In the 1970s researchers began to realize that the condition now known as ADHD did not always disappear in adolescence, as was once thought. The expansion of the definition for ADHD beyond only being a condition experienced by children was mainly accomplished by refocusing the diagnosis on inattention instead of hyperactivity. At about the same time, some of the symptoms were also noted in many parents of the children under treatment.
Society and culture
ADHD in adults, as with children, is recognized as an impairment that may constitute a disability under U.S. federal disability nondiscrimination laws, including such laws as the Rehabilitation Act of 1973 and the Americans With Disabilities Act (ADA, 2008 revision), if the disorder substantially limits one or more of an individual's major life activities.
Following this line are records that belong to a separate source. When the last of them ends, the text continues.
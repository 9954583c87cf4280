//! Fixed pitch catalog per clef.
//!
//! Each clef offers 17 natural pitches, from two ledger lines below the
//! staff to two ledger lines above it. The catalog is stateless.

use crate::core::pitch::{Clef, Letter, Pitch, PitchRange};

/// Number of pitches offered for every clef.
pub const PITCHES_PER_CLEF: usize = 17;

/// Lowest catalog pitch for a clef.
fn lowest(clef: Clef) -> (Letter, i32) {
    match clef {
        Clef::Treble => (Letter::C, 4),
        Clef::Bass => (Letter::E, 2),
    }
}

/// All pitches for a clef, ordered from lowest to highest.
pub fn pitches(clef: Clef) -> Vec<Pitch> {
    let (start, mut octave) = lowest(clef);
    let letters = Letter::all();
    let mut index = start.step() as usize;

    let mut result = Vec::with_capacity(PITCHES_PER_CLEF);
    while result.len() < PITCHES_PER_CLEF {
        result.push(Pitch::new(letters[index], octave, clef));
        index += 1;
        if index == letters.len() {
            index = 0;
            octave += 1;
        }
    }
    result
}

/// Pitches of `clef` whose height lies within `range`, bounds included.
///
/// If either bound is not a valid label, every pitch of the clef is
/// returned. A bad range in a config file should degrade to full practice,
/// not lock the user out.
pub fn filter_range(clef: Clef, range: &PitchRange) -> Vec<Pitch> {
    let all = pitches(clef);
    match range.bounds() {
        Ok((low, high)) => all
            .into_iter()
            .filter(|p| (low..=high).contains(&p.value()))
            .collect(),
        Err(err) => {
            tracing::debug!(%clef, %range, error = %err, "unparsable range, using all pitches");
            all
        }
    }
}

/// Default practice range for a clef: the whole catalog.
pub fn default_range(clef: Clef) -> PitchRange {
    match clef {
        Clef::Treble => PitchRange::new(clef, "C4", "E6"),
        Clef::Bass => PitchRange::new(clef, "E2", "G4"),
    }
}

#[cfg(test)]
mod tests {
    use super::*;

    fn labels(pitches: &[Pitch]) -> Vec<String> {
        pitches.iter().map(|p| p.label()).collect()
    }

    #[test]
    fn test_treble_catalog() {
        let treble = pitches(Clef::Treble);
        assert_eq!(treble.len(), PITCHES_PER_CLEF);
        assert_eq!(treble[0].label(), "C4");
        assert_eq!(treble[16].label(), "E6");
        assert!(treble.iter().all(|p| p.clef == Clef::Treble));
    }

    #[test]
    fn test_bass_catalog() {
        let bass = pitches(Clef::Bass);
        assert_eq!(bass.len(), PITCHES_PER_CLEF);
        assert_eq!(bass[0].label(), "E2");
        assert_eq!(bass[16].label(), "G4");
        assert!(bass.iter().all(|p| p.clef == Clef::Bass));
    }

    #[test]
    fn test_catalog_is_strictly_ascending() {
        for &clef in Clef::all() {
            let list = pitches(clef);
            assert!(list.windows(2).all(|w| w[0].value() < w[1].value()));
        }
    }

    #[test]
    fn test_catalog_spans_two_ledger_lines() {
        for &clef in Clef::all() {
            let list = pitches(clef);
            assert_eq!(list[0].staff_step(), -2);
            assert_eq!(list[16].staff_step(), 14);
        }
    }

    #[test]
    fn test_filter_range_inclusive() {
        let range = PitchRange::new(Clef::Treble, "C4", "G4");
        let filtered = filter_range(Clef::Treble, &range);
        assert_eq!(labels(&filtered), vec!["C4", "D4", "E4", "F4", "G4"]);
    }

    #[test]
    fn test_filter_default_bass_is_full_catalog() {
        let filtered = filter_range(Clef::Bass, &default_range(Clef::Bass));
        assert_eq!(filtered, pitches(Clef::Bass));
    }

    #[test]
    fn test_filter_default_treble_is_full_catalog() {
        let filtered = filter_range(Clef::Treble, &default_range(Clef::Treble));
        assert_eq!(filtered.len(), PITCHES_PER_CLEF);
    }

    #[test]
    fn test_filter_is_clef_scoped() {
        // Same labels, different staff: only bass pitches come back.
        let range = PitchRange::new(Clef::Bass, "C4", "G4");
        let filtered = filter_range(Clef::Bass, &range);
        assert_eq!(labels(&filtered), vec!["C4", "D4", "E4", "F4", "G4"]);
        assert!(filtered.iter().all(|p| p.clef == Clef::Bass));
    }

    #[test]
    fn test_filter_bounds_outside_catalog() {
        let range = PitchRange::new(Clef::Bass, "C2", "C4");
        let filtered = filter_range(Clef::Bass, &range);
        assert_eq!(filtered.first().unwrap().label(), "E2");
        assert_eq!(filtered.last().unwrap().label(), "C4");
        assert_eq!(filtered.len(), 13);
    }

    #[test]
    fn test_filter_inverted_range_is_empty() {
        let range = PitchRange::new(Clef::Treble, "G4", "C4");
        assert!(filter_range(Clef::Treble, &range).is_empty());
    }

    #[test]
    fn test_filter_unparsable_falls_back_to_all() {
        let bad_start = PitchRange::new(Clef::Treble, "middle C", "G4");
        assert_eq!(filter_range(Clef::Treble, &bad_start).len(), PITCHES_PER_CLEF);

        let bad_end = PitchRange::new(Clef::Bass, "E2", "");
        assert_eq!(filter_range(Clef::Bass, &bad_end).len(), PITCHES_PER_CLEF);
    }

    #[test]
    fn test_filter_huge_octave_falls_back_to_all() {
        let range = PitchRange::new(Clef::Treble, "C4", "C999999999");
        assert_eq!(filter_range(Clef::Treble, &range).len(), PITCHES_PER_CLEF);
    }
}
For adults whose ADHD does constitute a disability, workplaces have a duty to provide reasonable accommodations, and educational institutions have a duty to provide appropriate academic adjustments or modifications, to help the individual work more efficiently and productively.
In a 2004 study it was estimated that the yearly income discrepancy for adults with ADHD was $10,791 less per year than high school graduate counterparts and $4,334 lower for college graduate counterparts. The study estimates a total loss in productivity in the United States of over US$77 billion.
ADHD controversies include concerns about its existence as a disorder, its causes, the methods by which ADHD is diagnosed and treated including the use of stimulant medications in children, possible overdiagnosis, misdiagnosis as ADHD leading to undertreatment of the real underlying disease, alleged hegemonic practices of the American Psychiatric Association and negative stereotypes of children diagnosed with ADHD. These controversies have surrounded the subject since at least the 1970s.